### [Your instructions]
Please print the data again exactly as given.

### [Input data]
Start of Block
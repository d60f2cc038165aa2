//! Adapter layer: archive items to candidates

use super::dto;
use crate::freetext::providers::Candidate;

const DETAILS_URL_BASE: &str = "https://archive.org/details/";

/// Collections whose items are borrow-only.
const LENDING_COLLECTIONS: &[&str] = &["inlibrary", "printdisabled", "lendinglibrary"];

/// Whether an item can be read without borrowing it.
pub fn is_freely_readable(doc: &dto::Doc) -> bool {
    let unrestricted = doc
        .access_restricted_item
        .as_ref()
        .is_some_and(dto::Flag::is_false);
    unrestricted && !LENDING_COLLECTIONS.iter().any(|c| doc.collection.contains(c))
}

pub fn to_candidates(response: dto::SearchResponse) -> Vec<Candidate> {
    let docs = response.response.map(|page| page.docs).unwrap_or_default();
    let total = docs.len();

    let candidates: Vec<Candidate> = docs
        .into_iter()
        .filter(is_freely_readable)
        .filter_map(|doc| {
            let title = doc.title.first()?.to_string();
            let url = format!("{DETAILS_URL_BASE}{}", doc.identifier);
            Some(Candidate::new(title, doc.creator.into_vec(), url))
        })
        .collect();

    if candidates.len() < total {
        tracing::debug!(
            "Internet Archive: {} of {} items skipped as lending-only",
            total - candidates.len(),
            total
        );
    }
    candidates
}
End of Block
### [Problem solution]
repository d60f2cc038165aa2
//! Adapter layer: archive items to candidates

use super::dto;
use crate::freetext::providers::Candidate;

const DETAILS_URL_BASE: &str = "https://archive.org/details/";

/// Collections whose items are borrow-only.
const LENDING_COLLECTIONS: &[&str] = &["inlibrary", "printdisabled", "lendinglibrary"];

/// Whether an item can be read without borrowing it.
pub fn is_freely_readable(doc: &dto::Doc) -> bool {
    let unrestricted = doc
        .access_restricted_item
        .as_ref()
        .is_some_and(dto::Flag::is_false);
    unrestricted && !LENDING_COLLECTIONS.iter().any(|c| doc.collection.contains(c))
}

pub fn to_candidates(response: dto::SearchResponse) -> Vec<Candidate> {
    let docs = response.response.map(|page| page.docs).unwrap_or_default();
    let total = docs.len();

    let candidates: Vec<Candidate> = docs
        .into_iter()
        .filter(is_freely_readable)
        .filter_map(|doc| {
            let title = doc.title.first()?.to_string();
            let url = format!("{DETAILS_URL_BASE}{}", doc.identifier);
            Some(Candidate::new(title, doc.creator.into_vec(), url))
        })
        .collect();

    if candidates.len() < total {
        tracing::debug!(
            "Internet Archive: {} of {} items skipped as lending-only",
            total - candidates.len(),
            total
        );
    }
    candidates
}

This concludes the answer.